Geometrically Reduced Number of Protein Ground State Candidates

TL;DR

This study reveals that the set of potential protein ground states is surprisingly small and structured, with a limited number of candidates that are stable across different interaction parameters, using an algebraic approach on a lattice model.

Contribution

It introduces an algebraic method to analyze protein ground states, demonstrating their limited number and the parameter space segmentation into stable domains.

Findings

Number of ground state candidates grows as L^2 for L-mers.

Interaction parameter space divides into domains each with a unique ground state.

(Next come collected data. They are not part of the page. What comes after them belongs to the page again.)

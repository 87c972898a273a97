#![deny(
    unsafe_code,
    missing_docs,
    dead_code,
    unused_results,
    non_snake_case,
    unreachable_pub
)]

//! Deterministic spawning system responsible for placing new tiles.

use rand::{Rng, SeedableRng};
use rand_chacha::ChaCha8Rng;
use tile_duel_core::{Board, Tile, SPAWN_TILE_VALUE};

/// Number of tiles placed on a fresh board.
pub const SEED_TILE_COUNT: usize = 2;

/// Configuration parameters required to construct the spawning system.
#[derive(Clone, Copy, Debug)]
pub struct Config {
    rng_seed: u64,
}

impl Config {
    /// Creates a new configuration using the provided seed.
    #[must_use]
    pub const fn new(rng_seed: u64) -> Self {
        Self { rng_seed }
    }
}

/// Spawn policy that picks vacant cells uniformly with a seeded generator.
#[derive(Clone, Debug)]
pub struct Spawning {
    rng: ChaCha8Rng,
}

impl Spawning {
    /// Creates a new spawning system using the supplied configuration.
    #[must_use]
    pub fn new(config: Config) -> Self {
        Self {
            rng: ChaCha8Rng::seed_from_u64(config.rng_seed),
        }
    }

    /// Creates a value-2 tile on a uniformly chosen vacant cell.
    ///
    /// Returns `None` and leaves the board untouched when no cell is vacant.
    pub fn spawn_random_tile(&mut self, board: &mut Board) -> Option<Tile> {
        let vacant = board.grid().vacant_cells();
        if vacant.is_empty() {
            return None;
        }
        let index = self.rng.gen_range(0..vacant.len());
        board.create_tile(vacant[index], SPAWN_TILE_VALUE)
    }

    /// Places the opening tiles of a game on distinct vacant cells.
    pub fn seed_board(&mut self, board: &mut Board) -> Vec<Tile> {
        (0..SEED_TILE_COUNT)
            .filter_map(|_| self.spawn_random_tile(board))
            .collect()
    }
}
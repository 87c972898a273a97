#![deny(
    unsafe_code,
    missing_docs,
    dead_code,
    unused_results,
    non_snake_case,
    unreachable_pub
)]

//! Pure movement system that slides and merges tiles toward a board edge.
//!
//! Every direction walks the same traversal: each line perpendicular to the
//! movement axis is scanned starting at the destination edge, tiles are
//! compacted into the next free slot and a tile that matches the last unmerged
//! tile of the line merges into it. The input board is never mutated; the
//! caller decides whether to commit the returned board.

use tile_duel_core::{Board, CellCoord, Direction, Merge, Player, Tile};

/// Result of resolving one move against a board.
#[derive(Clone, Debug, PartialEq, Eq)]
pub struct MoveOutcome {
    /// Board after compaction and merging. Absorbed tiles keep a record at
    /// their survivor's cell until the board is pruned.
    pub board: Board,
    /// Whether any tile changed cell or value.
    pub changed: bool,
    /// Points earned by the merges of this move.
    pub score_delta: u32,
    /// Player credited with `score_delta`.
    pub attributed_to: Player,
    /// Merges in traversal order.
    pub merges: Vec<Merge>,
}

/// Slides every tile of `board` toward the edge named by `direction`.
///
/// Merging doubles the value of the tile nearer the destination edge and
/// awards twice the pre-merge value to `player`. A tile takes part in at most
/// one merge per move.
#[must_use]
pub fn apply_move(board: &Board, direction: Direction, player: Player) -> MoveOutcome {
    let dimension = board.dimension();
    let mut next = board.cleared();
    let mut changed = false;
    let mut score_delta: u32 = 0;
    let mut merges = Vec::new();

    for line in 0..dimension {
        let mut slot = 0;
        let mut cursor: Option<Tile> = None;

        for step in 0..dimension {
            let cell = line_cell(direction, line, step, dimension);
            let Some(current) = board.tile_at(cell).copied() else {
                continue;
            };

            match cursor {
                Some(survivor) if survivor.value == current.value => {
                    let value = survivor.value.saturating_mul(2);
                    next.place_tile(Tile::new(survivor.id, survivor.cell, value));
                    next.record_tile(Tile::new(current.id, survivor.cell, value));
                    score_delta = score_delta.saturating_add(value);
                    merges.push(Merge {
                        survivor: survivor.id,
                        absorbed: current.id,
                        cell: survivor.cell,
                        value,
                    });
                    cursor = None;
                    changed = true;
                }
                _ => {
                    let destination = line_cell(direction, line, slot, dimension);
                    let moved = Tile::new(current.id, destination, current.value);
                    next.place_tile(moved);
                    if destination != current.cell {
                        changed = true;
                    }
                    cursor = Some(moved);
                    slot += 1;
                }
            }
        }
    }

    MoveOutcome {
        board: next,
        changed,
        score_delta,
        attributed_to: player,
        merges,
    }
}

/// Cell at distance `step` from the destination edge on the given line.
fn line_cell(direction: Direction, line: u32, step: u32, dimension: u32) -> CellCoord {
    let far = dimension - 1 - step;
    match direction {
        Direction::Up => CellCoord::new(line, step),
        Direction::Down => CellCoord::new(line, far),
        Direction::Left => CellCoord::new(step, line),
        Direction::Right => CellCoord::new(far, line),
    }
}

#[cfg(test)]
mod tests {
    use super::*;

    #[test]
    fn line_cells_start_at_destination_edge() {
        assert_eq!(line_cell(Direction::Up, 2, 0, 4), CellCoord::new(2, 0));
        assert_eq!(line_cell(Direction::Down, 2, 0, 4), CellCoord::new(2, 3));
        assert_eq!(line_cell(Direction::Left, 1, 0, 4), CellCoord::new(0, 1));
        assert_eq!(line_cell(Direction::Right, 1, 0, 4), CellCoord::new(3, 1));
        assert_eq!(line_cell(Direction::Right, 1, 3, 4), CellCoord::new(0, 1));
    }

    #[test]
    fn empty_board_never_changes() {
        let board = Board::new(4);
        for direction in Direction::ALL {
            let outcome = apply_move(&board, direction, Player::Two);
            assert!(!outcome.changed);
            assert_eq!(outcome.board, board);
        }
    }
}
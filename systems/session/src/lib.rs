#![deny(
    unsafe_code,
    missing_docs,
    dead_code,
    unused_results,
    non_snake_case,
    unreachable_pub
)]

//! State-owner handle that front-ends consume to drive a Tile Duel game.
//!
//! A [`Session`] owns the authoritative [`World`] together with the events it
//! broadcast since the last drain. Collaborators issue moves and forward time;
//! they never touch tile records directly.

use std::time::Duration;

use tile_duel_core::{
    Board, Command, Direction, Event, GameConfig, GameStatus, Player, Scores, Tile,
};
use tile_duel_world::{self as world, query, World};

pub use tile_duel_world::{Layout, WorldError};

/// Owns a game and the events it produced.
#[derive(Debug)]
pub struct Session {
    world: World,
    events: Vec<Event>,
}

impl Session {
    /// Starts a session with a fresh game.
    pub fn new(config: GameConfig) -> Result<Self, WorldError> {
        Ok(Self {
            world: World::new(config)?,
            events: Vec::new(),
        })
    }

    /// Starts a session that resumes from a prepared layout.
    pub fn with_layout(config: GameConfig, layout: Layout) -> Result<Self, WorldError> {
        Ok(Self {
            world: World::with_layout(config, layout)?,
            events: Vec::new(),
        })
    }

    /// Ordered snapshot of the tiles, including merge sources that have not
    /// settled yet.
    #[must_use]
    pub fn tiles(&self) -> Vec<Tile> {
        query::tiles(&self.world)
    }

    /// Requests a move for the active player. Dropped silently when the game
    /// is over or the request arrives inside the throttle window.
    pub fn move_tiles(&mut self, direction: Direction) {
        self.dispatch(Command::RequestMove { direction });
    }

    /// Discards the current game and starts a new one.
    pub fn start_game(&mut self) {
        self.dispatch(Command::StartGame);
    }

    /// Forwards the simulation clock, running a settle that falls due.
    pub fn advance(&mut self, dt: Duration) {
        self.dispatch(Command::Tick { dt });
    }

    /// Cumulative scores of both players.
    #[must_use]
    pub fn scores(&self) -> Scores {
        query::scores(&self.world)
    }

    /// Current lifecycle status.
    #[must_use]
    pub fn status(&self) -> GameStatus {
        query::status(&self.world)
    }

    /// Player expected to make the next move.
    #[must_use]
    pub fn active_player(&self) -> Player {
        query::active_player(&self.world)
    }

    /// One-based turn counter.
    #[must_use]
    pub fn turn_count(&self) -> u32 {
        query::turn_count(&self.world)
    }

    /// Configuration the game runs with.
    #[must_use]
    pub fn config(&self) -> &GameConfig {
        query::config(&self.world)
    }

    /// Read-only access to the board.
    #[must_use]
    pub fn board(&self) -> &Board {
        query::board(&self.world)
    }

    /// Takes every event broadcast since the previous drain.
    pub fn drain_events(&mut self) -> Vec<Event> {
        std::mem::take(&mut self.events)
    }

    fn dispatch(&mut self, command: Command) {
        world::apply(&mut self.world, command, &mut self.events);
    }
}

#[cfg(test)]
mod tests {
    use super::*;

    #[test]
    fn fresh_session_exposes_two_seed_tiles() {
        let session = Session::new(GameConfig::default()).expect("valid config");
        assert_eq!(session.tiles().len(), 2);
        assert_eq!(session.status(), GameStatus::Ongoing);
        assert_eq!(session.active_player(), Player::One);
        assert_eq!(session.turn_count(), 1);
    }

    #[test]
    fn drain_empties_the_event_buffer() {
        let mut session = Session::new(GameConfig::default()).expect("valid config");
        session.advance(Duration::from_millis(10));
        assert_eq!(
            session.drain_events(),
            vec![Event::TimeAdvanced {
                dt: Duration::from_millis(10)
            }]
        );
        assert!(session.drain_events().is_empty());
    }
}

Some sequences have a single, absolutely stable native state.

Abstract

Geometrical properties of protein ground states are studied using an algebraic approach. It is shown that independent from inter-monomer interactions, the collection of ground state candidates for any folded protein is unexpectedly small: For the case of a two-parameter Hydrophobic-Polar lattice model for $L$-mers, the number of these candidates grows only as $L^2$. Moreover, the space of the interaction parameters of the model breaks up into well-defined domains, each corresponding to one ground state candidate, which are separated by sharp boundaries. In addition, by exact enumeration, we show there are some sequences which have one absolute unique native state. These absolute ground states have perfect stability against change of inter-monomer interaction potential.